Claudia Felser (28 July 1962 in Aachen) is a German solid state chemist and materials scientist. She is currently a director of the Max Planck Institute for Chemical Physics of Solids. Felser was elected as a member into the National Academy of Engineering in 2020 for the prediction and discovery of engineered quantum materials ranging from Heusler compounds to topological insulators.

Education and career
Felser studied chemistry and physics at the University of Cologne, completing there both her diploma in solid state chemistry (1989) and her doctorate in physical chemistry (1994). After postdoctoral fellowships at the Max Planck Institute for Solid State Research in Stuttgart, Germany (1994-1995) with Arndt Simon and Ole Krogh Andersen, she moved to the Centre National de la Recherche Scientifique (CNRS) in Nantes, France (1995-1996), where she worked in the group of Jean Rouxel. Afterwards, she joined the Johannes Gutenberg University of Mainz in 1996 as an assistant professor (C1). She habilitated there in 2002 and was appointed to a full professor (C4) in 2003.

In 1999, she was a visiting professor at Princeton University and, in 2000, at the University of Caen.From 2009 to 2010 she was visiting professor at Stanford University and in 2019 visiting professor at Harvard University in the department Physics/ Applied Physics.

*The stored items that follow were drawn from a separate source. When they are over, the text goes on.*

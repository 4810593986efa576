//! Application state shared across handlers.

use std::sync::Arc;

use sqlx::PgPool;

use crate::catalog::Catalog;
use crate::config::StorefrontConfig;
use crate::pricing::PromoPolicy;

/// Application state shared across all handlers.
///
/// This struct is cheaply cloneable via `Arc` and provides access to
/// shared resources like database connections and configuration.
#[derive(Clone)]
pub struct AppState {
    inner: Arc<AppStateInner>,
}

struct AppStateInner {
    config: StorefrontConfig,
    pool: PgPool,
    catalog: Catalog,
    promo: PromoPolicy,
}

impl AppState {
    /// Create a new application state over the built-in catalog.
    #[must_use]
    pub fn new(config: StorefrontConfig, pool: PgPool) -> Self {
        Self::with_catalog(config, pool, Catalog::builtin())
    }

    /// Create a new application state with a specific catalog.
    #[must_use]
    pub fn with_catalog(config: StorefrontConfig, pool: PgPool, catalog: Catalog) -> Self {
        let promo = config.promo.policy();
        Self {
            inner: Arc::new(AppStateInner {
                config,
                pool,
                catalog,
                promo,
            }),
        }
    }

    /// Get a reference to the storefront configuration.
    #[must_use]
    pub fn config(&self) -> &StorefrontConfig {
        &self.inner.config
    }

    /// Get a reference to the database connection pool.
    #[must_use]
    pub fn pool(&self) -> &PgPool {
        &self.inner.pool
    }

    /// Get a reference to the product catalog.
    #[must_use]
    pub fn catalog(&self) -> &Catalog {
        &self.inner.catalog
    }

    /// Get a reference to the checkout promo policy.
    #[must_use]
    pub fn promo(&self) -> &PromoPolicy {
        &self.inner.promo
    }
}
//! HTTP route handlers for storefront.
//!
//! # Route Structure
//!
//! ```text
//! # Catalog
//! GET    /api/products                 - Search (?q, min_price, max_price, category=a,b)
//! GET    /api/products/{id}            - Product + related; records a recently viewed entry
//! GET    /api/categories               - Distinct categories
//! GET    /api/showcase                 - Featured and trending rows
//!
//! # Cart
//! GET    /api/cart                     - Lines and totals (?promo=)
//! POST   /api/cart/items               - Add {productId, quantity?}
//! POST   /api/cart/items/{id}          - Set quantity {quantity}
//! DELETE /api/cart/items/{id}          - Remove line
//! DELETE /api/cart                     - Clear
//! POST   /api/cart/promo               - Totals with promo {code}
//!
//! # Wishlist
//! GET    /api/wishlist
//! POST   /api/wishlist/{id}/toggle
//! DELETE /api/wishlist/{id}
//! DELETE /api/wishlist
//!
//! # Recently viewed
//! GET    /api/recently-viewed
//! DELETE /api/recently-viewed/{id}
//! DELETE /api/recently-viewed
//!
//! # Auth (rate limited, see main)
//! POST   /api/auth/register
//! POST   /api/auth/login
//! POST   /api/auth/logout
//!
//! # Account (requires auth)
//! GET    /api/account
//!
//! # Health
//! GET    /health
//! GET    /health/ready
//! ```

pub mod account;
pub mod auth;
pub mod cart;
pub mod products;
pub mod recently_viewed;
pub mod wishlist;

use axum::{
    Router,
    extract::State,
    http::StatusCode,
    routing::{delete, get, post},
};

use crate::state::AppState;

/// Create the auth routes router.
pub fn auth_routes() -> Router<AppState> {
    Router::new()
        .route("/register", post(auth::register))
        .route("/login", post(auth::login))
        .route("/logout", post(auth::logout))
}

/// Create the catalog routes router.
pub fn product_routes() -> Router<AppState> {
    Router::new()
        .route("/", get(products::index))
        .route("/{id}", get(products::show))
}

/// Create the cart routes router.
pub fn cart_routes() -> Router<AppState> {
    Router::new()
        .route("/", get(cart::show).delete(cart::clear))
        .route("/items", post(cart::add))
        .route("/items/{id}", post(cart::update).delete(cart::remove))
        .route("/promo", post(cart::apply_promo))
}

/// Create the wishlist routes router.
pub fn wishlist_routes() -> Router<AppState> {
    Router::new()
        .route("/", get(wishlist::show).delete(wishlist::clear))
        .route("/{id}", delete(wishlist::remove))
        .route("/{id}/toggle", post(wishlist::toggle))
}

/// Create the recently viewed routes router.
pub fn recently_viewed_routes() -> Router<AppState> {
    Router::new()
        .route("/", get(recently_viewed::show).delete(recently_viewed::clear))
        .route("/{id}", delete(recently_viewed::remove))
}

/// Create the shopper API (everything except auth).
///
/// Paths are relative to `/api`.
pub fn routes() -> Router<AppState> {
    Router::new()
        .nest("/products", product_routes())
        .route("/categories", get(products::categories))
        .route("/showcase", get(products::showcase))
        .nest("/cart", cart_routes())
        .nest("/wishlist", wishlist_routes())
        .nest("/recently-viewed", recently_viewed_routes())
        .route("/account", get(account::index))
}

/// Liveness health check endpoint.
///
/// Returns "ok" if the server is running. Does not check dependencies.
pub async fn health() -> &'static str {
    "ok"
}

/// Readiness health check endpoint.
///
/// Returns 503 Service Unavailable if the database is not reachable.
pub async fn readiness(State(state): State<AppState>) -> StatusCode {
    match sqlx::query("SELECT 1").fetch_one(state.pool()).await {
        Ok(_) => StatusCode::OK,
        Err(e) => {
            tracing::warn!(error = %e, "Readiness check failed");
            StatusCode::SERVICE_UNAVAILABLE
        }
    }
}
//! Database operations for storefront `PostgreSQL`.
//!
//! The database holds accounts and sessions only; products come from the
//! built-in catalog and cart/wishlist/history live in the session.
//!
//! ## Tables
//!
//! - `users` - Credentials accounts
//! - `tower_sessions.session` - Tower-sessions storage
//!
//! # Migrations
//!
//! Migrations are stored in `crates/storefront/migrations/` and run via:
//! ```bash
//! cargo run -p emerald-cli -- migrate
//! ```

pub mod users;

pub use users::{UserDirectory, UserRepository};

use std::time::Duration;

use secrecy::ExposeSecret;
use sqlx::PgPool;
use sqlx::postgres::PgPoolOptions;
use thiserror::Error;

/// Errors from repository operations.
#[derive(Debug, Error)]
pub enum RepositoryError {
    /// Database error from sqlx.
    #[error("database error: {0}")]
    Database(#[from] sqlx::Error),

    /// Data in the database is corrupted or invalid.
    #[error("data corruption: {0}")]
    DataCorruption(String),

    /// Constraint violation (e.g., unique email).
    #[error("constraint violation: {0}")]
    Conflict(String),
}

/// Create a `PostgreSQL` connection pool with sensible defaults.
///
/// # Errors
///
/// Returns `sqlx::Error` if the connection cannot be established.
pub async fn create_pool(database_url: &secrecy::SecretString) -> Result<PgPool, sqlx::Error> {
    PgPoolOptions::new()
        .max_connections(10)
        .min_connections(2)
        .acquire_timeout(Duration::from_secs(10))
        .connect(database_url.expose_secret())
        .await
}

/// Run the storefront schema migrations.
///
/// # Errors
///
/// Returns `sqlx::migrate::MigrateError` if a migration fails.
pub async fn migrate(pool: &PgPool) -> Result<(), sqlx::migrate::MigrateError> {
    sqlx::migrate!("./migrations").run(pool).await
}
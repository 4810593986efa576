//! Recently viewed products, most recent first.

use std::collections::HashSet;

use emerald_core::{Product, ProductId};

use super::{CollectionPolicy, CollectionStore};
use crate::persistence::RECENTLY_VIEWED_KEY;

/// Maximum number of remembered products.
pub const MAX_RECENTLY_VIEWED: usize = 10;

/// Recently-viewed behaviour: re-viewing moves a product to the front, and
/// the list keeps only the newest [`MAX_RECENTLY_VIEWED`] entries.
#[derive(Debug, Clone, Copy)]
pub struct RecentlyViewedPolicy;

impl CollectionPolicy for RecentlyViewedPolicy {
    type Entry = Product;

    const STORAGE_KEY: &'static str = RECENTLY_VIEWED_KEY;

    fn entry_id(entry: &Product) -> &ProductId {
        &entry.id
    }

    fn add(entries: &mut Vec<Product>, product: &Product) {
        entries.retain(|entry| entry.id != product.id);
        entries.insert(0, product.clone());
        entries.truncate(MAX_RECENTLY_VIEWED);
    }

    fn normalize(entries: &mut Vec<Product>) {
        let mut seen = HashSet::new();
        entries.retain(|entry| seen.insert(entry.id.clone()));
        entries.truncate(MAX_RECENTLY_VIEWED);
    }
}

/// Browsing history.
pub type RecentlyViewedStore<S> = CollectionStore<RecentlyViewedPolicy, S>;
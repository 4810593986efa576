//! Prices in integer minor currency units.
//!
//! All storefront amounts are whole cents. Arithmetic never goes through
//! floating point; percentage math uses `rust_decimal` and rounds half away
//! from zero, so `20%` of `$0.05` is one cent.

use core::fmt;
use core::iter::Sum;
use core::ops::{Add, AddAssign, Sub};

use rust_decimal::{Decimal, RoundingStrategy};
use serde::{Deserialize, Serialize};

/// A price in cents (USD).
///
/// Serialized as a bare integer, matching how persisted collections store it.
///
/// ```rust
/// # use emerald_core::Price;
/// let lamp = Price::from_cents(4999);
/// assert_eq!(lamp.to_string(), "$49.99");
/// assert_eq!(lamp.times(2), Price::from_cents(9998));
/// ```
#[derive(
    Debug, Clone, Copy, Default, PartialEq, Eq, PartialOrd, Ord, Hash, Serialize, Deserialize,
)]
#[serde(transparent)]
pub struct Price(i64);

impl Price {
    /// Zero cents.
    pub const ZERO: Self = Self(0);

    /// Create a price from a number of cents.
    #[must_use]
    pub const fn from_cents(cents: i64) -> Self {
        Self(cents)
    }

    /// The amount in cents.
    #[must_use]
    pub const fn cents(self) -> i64 {
        self.0
    }

    /// The amount in dollars as an exact decimal (e.g. `49.99`).
    #[must_use]
    pub fn as_decimal(self) -> Decimal {
        Decimal::new(self.0, 2)
    }

    /// Multiply by a line quantity, saturating on overflow.
    #[must_use]
    pub fn times(self, quantity: u32) -> Self {
        Self(self.0.saturating_mul(i64::from(quantity)))
    }

    /// `percent`% of this price, rounded to the nearest cent (half away from zero).
    #[must_use]
    pub fn percent(self, percent: u32) -> Self {
        let scaled = Decimal::from(self.0) * Decimal::from(percent) / Decimal::ONE_HUNDRED;
        let rounded = scaled.round_dp_with_strategy(0, RoundingStrategy::MidpointAwayFromZero);
        Self(i64::try_from(rounded).unwrap_or(i64::MAX))
    }

    /// Subtract, clamping at zero.
    #[must_use]
    pub const fn saturating_sub(self, other: Self) -> Self {
        let value = self.0.saturating_sub(other.0);
        if value < 0 { Self::ZERO } else { Self(value) }
    }

    /// Whether this is exactly zero.
    #[must_use]
    pub const fn is_zero(self) -> bool {
        self.0 == 0
    }
}

impl fmt::Display for Price {
    fn fmt(&self, f: &mut fmt::Formatter<'_>) -> fmt::Result {
        if self.0 < 0 {
            write!(f, "-${:.2}", Decimal::new(self.0.saturating_abs(), 2))
        } else {
            write!(f, "${:.2}", self.as_decimal())
        }
    }
}

impl Add for Price {
    type Output = Self;

    fn add(self, rhs: Self) -> Self {
        Self(self.0.saturating_add(rhs.0))
    }
}

impl AddAssign for Price {
    fn add_assign(&mut self, rhs: Self) {
        self.0 = self.0.saturating_add(rhs.0);
    }
}

impl Sub for Price {
    type Output = Self;

    fn sub(self, rhs: Self) -> Self {
        Self(self.0.saturating_sub(rhs.0))
    }
}

impl Sum for Price {
    fn sum<I: Iterator<Item = Self>>(iter: I) -> Self {
        iter.fold(Self::ZERO, Add::add)
    }
}

impl From<i64> for Price {
    fn from(cents: i64) -> Self {
        Self(cents)
    }
}
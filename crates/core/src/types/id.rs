//! Newtype IDs for type-safe entity references.
//!
//! Products are identified by the catalog's stable string ids ("1", "2", ...),
//! users by a UUID minted at registration. Keeping them as distinct types
//! prevents passing a user id where a product id is expected.

use core::fmt;

use serde::{Deserialize, Serialize};
use uuid::Uuid;

/// Identifier of a catalog product.
///
/// Serialized as a bare string so persisted collections stay readable:
///
/// ```rust
/// # use emerald_core::ProductId;
/// let id = ProductId::new("3");
/// assert_eq!(serde_json::to_string(&id).unwrap(), "\"3\"");
/// ```
#[derive(Debug, Clone, PartialEq, Eq, Hash, PartialOrd, Ord, Serialize, Deserialize)]
#[serde(transparent)]
pub struct ProductId(String);

impl ProductId {
    /// Create a product id from any string-like value.
    #[must_use]
    pub fn new(id: impl Into<String>) -> Self {
        Self(id.into())
    }

    /// Get the id as a string slice.
    #[must_use]
    pub fn as_str(&self) -> &str {
        &self.0
    }
}

impl fmt::Display for ProductId {
    fn fmt(&self, f: &mut fmt::Formatter<'_>) -> fmt::Result {
        f.write_str(&self.0)
    }
}

impl From<&str> for ProductId {
    fn from(id: &str) -> Self {
        Self(id.to_owned())
    }
}

impl From<String> for ProductId {
    fn from(id: String) -> Self {
        Self(id)
    }
}

impl AsRef<str> for ProductId {
    fn as_ref(&self) -> &str {
        &self.0
    }
}

/// Identifier of a registered user.
#[derive(Debug, Clone, Copy, PartialEq, Eq, Hash, Serialize, Deserialize)]
#[serde(transparent)]
pub struct UserId(Uuid);

impl UserId {
    /// Wrap an existing UUID.
    #[must_use]
    pub const fn new(id: Uuid) -> Self {
        Self(id)
    }

    /// Mint a fresh random id.
    #[must_use]
    pub fn generate() -> Self {
        Self(Uuid::new_v4())
    }

    /// Get the underlying UUID.
    #[must_use]
    pub const fn as_uuid(&self) -> Uuid {
        self.0
    }
}

impl fmt::Display for UserId {
    fn fmt(&self, f: &mut fmt::Formatter<'_>) -> fmt::Result {
        write!(f, "{}", self.0)
    }
}

impl From<Uuid> for UserId {
    fn from(id: Uuid) -> Self {
        Self(id)
    }
}

#[cfg(feature = "postgres")]
impl sqlx::Type<sqlx::Postgres> for UserId {
    fn type_info() -> sqlx::postgres::PgTypeInfo {
        <Uuid as sqlx::Type<sqlx::Postgres>>::type_info()
    }

    fn compatible(ty: &sqlx::postgres::PgTypeInfo) -> bool {
        <Uuid as sqlx::Type<sqlx::Postgres>>::compatible(ty)
    }
}

#[cfg(feature = "postgres")]
impl<'r> sqlx::Decode<'r, sqlx::Postgres> for UserId {
    fn decode(value: sqlx::postgres::PgValueRef<'r>) -> Result<Self, sqlx::error::BoxDynError> {
        let id = <Uuid as sqlx::Decode<sqlx::Postgres>>::decode(value)?;
        Ok(Self(id))
    }
}

#[cfg(feature = "postgres")]
impl sqlx::Encode<'_, sqlx::Postgres> for UserId {
    fn encode_by_ref(
        &self,
        buf: &mut sqlx::postgres::PgArgumentBuffer,
    ) -> Result<sqlx::encode::IsNull, sqlx::error::BoxDynError> {
        <Uuid as sqlx::Encode<sqlx::Postgres>>::encode_by_ref(&self.0, buf)
    }
}
//! Catalog product record.

use serde::{Deserialize, Serialize};

use super::{Price, ProductId};

/// A product as listed in the catalog.
///
/// Stores treat products as immutable snapshots: the wishlist and
/// recently-viewed collections persist the whole record, the cart copies
/// the fields it needs for display.
#[derive(Debug, Clone, PartialEq, Eq, Serialize, Deserialize)]
pub struct Product {
    /// Stable catalog identifier.
    pub id: ProductId,
    /// Display name.
    pub name: String,
    /// Marketing description.
    pub description: String,
    /// Unit price.
    pub price: Price,
    /// Category label (e.g. "Electronics").
    pub category: String,
    /// Image URI.
    pub image: String,
}

impl Product {
    /// Whether `needle` (already lower-cased) occurs in the name, description, or category.
    #[must_use]
    pub fn matches_query(&self, needle: &str) -> bool {
        [&self.name, &self.description, &self.category]
            .iter()
            .any(|field| field.to_lowercase().contains(needle))
    }
}

#[cfg(test)]
#[allow(clippy::unwrap_used)]
mod tests {
    use super::*;

    fn lamp() -> Product {
        Product {
            id: ProductId::new("1"),
            name: "Minimalist Desk Lamp".to_owned(),
            description: "Touch controls.".to_owned(),
            price: Price::from_cents(4999),
            category: "Home Office".to_owned(),
            image: "/placeholder.svg".to_owned(),
        }
    }

    #[test]
    fn test_matches_query_across_fields() {
        let product = lamp();
        assert!(product.matches_query("desk"));
        assert!(product.matches_query("touch"));
        assert!(product.matches_query("home office"));
        assert!(!product.matches_query("speaker"));
    }

    #[test]
    fn test_json_shape() {
        let json = serde_json::to_value(lamp()).unwrap();
        assert_eq!(json["id"], "1");
        assert_eq!(json["price"], 4999);
        assert_eq!(json["category"], "Home Office");
    }
}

Since September 2011 she is a director of the Max Planck Institute for Chemical Physics of Solids and Professor hon. at the TU Dresden.

Research 
Her initial research interests include Heusler compounds and related filled tetrahedral structure types, the design, synthesis and physical investigation of new quantum materials, and materials for energy technologies (solar cells, thermoelectrics, catalysis, spintronics). The physical investigations are executed on bulk material, thin films and artificial superstructures.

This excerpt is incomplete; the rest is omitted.